EXERCISE REQUIREMENTS
Filter these entries down to the lines that hold the word "EmailProvider", and show each of them.

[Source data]
= = =

//! SMTP delivery provider using lettre

use super::{EmailProvider, SendResult};
use crate::instruction::{MailBody, SendInstruction};
use async_trait::async_trait;
use eyre::{Result, WrapErr};
use lettre::{
    message::{header::ContentType, Mailbox},
    transport::smtp::authentication::Credentials,
    AsyncSmtpTransport, AsyncTransport, Message, Tokio1Executor,
};
use std::sync::Arc;

/// SMTP provider configuration
#[derive(Clone)]
pub struct SmtpConfig {
    pub host: String,
    pub port: u16,
    pub username: String,
    pub password: String,
    pub from_email: String,
    pub from_name: String,
    pub use_tls: bool,
}

/// SMTP delivery provider
pub struct SmtpProvider {
    transport: AsyncSmtpTransport<Tokio1Executor>,
    config: Arc<SmtpConfig>,
}

impl SmtpProvider {
    /// Create a new SMTP provider
    pub fn new(config: SmtpConfig) -> Result<Self> {
        let transport = if config.use_tls {
            let creds = Credentials::new(config.username.clone(), config.password.clone());
            AsyncSmtpTransport::<Tokio1Executor>::relay(&config.host)
                .wrap_err("Failed to create SMTP relay")?
                .credentials(creds)
                .port(config.port)
                .build()
        } else if !config.username.is_empty() {
            let creds = Credentials::new(config.username.clone(), config.password.clone());
            AsyncSmtpTransport::<Tokio1Executor>::builder_dangerous(&config.host)
                .credentials(creds)
                .port(config.port)
                .build()
        } else {
            // No auth (for Mailpit/Mailhog)
            AsyncSmtpTransport::<Tokio1Executor>::builder_dangerous(&config.host)
                .port(config.port)
                .build()
        };

        Ok(Self {
            transport,
            config: Arc::new(config),
        })
    }

    /// Create a provider for Mailpit/Mailhog (local development)
    ///
    /// Connects to localhost:1025 without authentication.
    pub fn mailpit() -> Result<Self> {
        let host = std::env::var("SMTP_HOST").unwrap_or_else(|_| "localhost".to_string());
        let port: u16 = std::env::var("SMTP_PORT")
            .unwrap_or_else(|_| "1025".to_string())
            .parse()
            .unwrap_or(1025);

        let config = SmtpConfig {
            host,
            port,
            username: String::new(),
            password: String::new(),
            from_email: std::env::var("EMAIL_FROM_ADDRESS")
                .unwrap_or_else(|_| "noreply@localhost".to_string()),
            from_name: std::env::var("EMAIL_FROM_NAME")
                .unwrap_or_else(|_| "Development".to_string()),
            use_tls: false,
        };

        Self::new(config)
    }

    /// Create a provider from environment variables
    pub fn from_env() -> Result<Self> {
        let config = SmtpConfig {
            host: std::env::var("SMTP_HOST").wrap_err("SMTP_HOST not set")?,
            port: std::env::var("SMTP_PORT")
                .unwrap_or_else(|_| "587".to_string())
                .parse()
                .wrap_err("Invalid SMTP_PORT")?,
            username: std::env::var("SMTP_USERNAME").unwrap_or_default(),
            password: std::env::var("SMTP_PASSWORD").unwrap_or_default(),
            from_email: std::env::var("EMAIL_FROM_ADDRESS")
                .wrap_err("EMAIL_FROM_ADDRESS not set")?,
            from_name: std::env::var("EMAIL_FROM_NAME")
                .unwrap_or_else(|_| "Notifications".to_string()),
            use_tls: std::env::var("SMTP_USE_TLS")
                .map(|v| v == "true" || v == "1")
                .unwrap_or(true),
        };

        Self::new(config)
    }

    fn build_message(&self, instruction: &SendInstruction) -> Result<Message> {
        let from: Mailbox = format!("{} <{}>", self.config.from_name, self.config.from_email)
            .parse()
            .wrap_err("Invalid from address")?;

        // Subject may be absent; an empty header is the provider-side default
        let mut builder = Message::builder()
            .from(from)
            .subject(instruction.subject.as_deref().unwrap_or_default());

        for to in &instruction.to {
            let mailbox: Mailbox = to.parse().wrap_err("Invalid to address")?;
            builder = builder.to(mailbox);
        }

        for cc in &instruction.cc {
            let mailbox: Mailbox = cc.parse().wrap_err("Invalid CC address")?;
            builder = builder.cc(mailbox);
        }

        for bcc in &instruction.bcc {
            let mailbox: Mailbox = bcc.parse().wrap_err("Invalid BCC address")?;
            builder = builder.bcc(mailbox);
        }

        let message = match &instruction.body {
            MailBody::Plain(text) => builder
                .header(ContentType::TEXT_PLAIN)
                .body(text.clone())
                .wrap_err("Failed to build text message")?,
            MailBody::Html(html) => builder
                .header(ContentType::TEXT_HTML)
                .body(html.clone())
                .wrap_err("Failed to build HTML message")?,
        };

        Ok(message)
    }
}

#[async_trait]
impl EmailProvider for SmtpProvider {
    async fn send(&self, instruction: &SendInstruction) -> Result<SendResult> {
        let message = self.build_message(instruction)?;

        let response = self
            .transport
            .send(message)
            .await
            .wrap_err("Failed to send e-mail via SMTP")?;

        let message_id = response
            .message()
            .next()
            .map(|s| s.to_string())
            .unwrap_or_default();

        Ok(SendResult { message_id })
    }

    async fn health_check(&self) -> Result<()> {
        self.transport
            .test_connection()
            .await
            .wrap_err("SMTP health check failed")?;
        Ok(())
    }

    fn name(&self) -> &'static str {
        "smtp"
    }
}

#[cfg(test)]
mod tests {
    use super::*;
    use crate::models::{AddressRole, EmailAddress, EmailRequest};

    fn provider() -> SmtpProvider {
        SmtpProvider::new(SmtpConfig {
            host: "localhost".to_string(),
            port: 1025,
            username: String::new(),
            password: String::new(),
            from_email: "noreply@localhost".to_string(),
            from_name: "Test".to_string(),
            use_tls: false,
        })
        .unwrap()
    }

    #[test]
    fn test_build_message_all_groups() {
        let request = EmailRequest {
            addresses: vec![
                EmailAddress::new("a@x.com", AddressRole::To),
                EmailAddress::new("b@x.com", AddressRole::Cc),
                EmailAddress::new("c@x.com", AddressRole::Bcc),
            ],
            subject: Some("S".to_string()),
            is_html: false,
            content: "C".to_string(),
        };
        let instruction = SendInstruction::from_request(&request);

        let message = provider().build_message(&instruction).unwrap();
        let rendered = String::from_utf8(message.formatted()).unwrap();

        assert!(rendered.contains("To: a@x.com"));
        assert!(rendered.contains("Cc: b@x.com"));
        assert!(rendered.contains("Subject: S"));
        // BCC recipients are addressed in the envelope, never in headers
        assert!(!rendered.contains("c@x.com"));
        assert!(message
            .envelope()
            .to()
            .iter()
            .any(|a| a.to_string() == "c@x.com"));
    }

    #[test]
    fn test_build_message_rejects_bad_address() {
        let instruction = SendInstruction {
            to: vec!["not an address".to_string()],
            cc: vec![],
            bcc: vec![],
            subject: None,
            body: MailBody::Plain("C".to_string()),
        };

        assert!(provider().build_message(&instruction).is_err());
    }

    #[test]
    fn test_build_message_html_content_type() {
        let instruction = SendInstruction {
            to: vec!["a@x.com".to_string()],
            cc: vec![],
            bcc: vec![],
            subject: None,
            body: MailBody::Html("<p>hi</p>".to_string()),
        };

        let message = provider().build_message(&instruction).unwrap();
        let rendered = String::from_utf8(message.formatted()).unwrap();
        assert!(rendered.contains("Content-Type: text/html"));
    }
}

= = =

REPLY TO THE TASK
use super::{EmailProvider, SendResult};
impl EmailProvider for SmtpProvider {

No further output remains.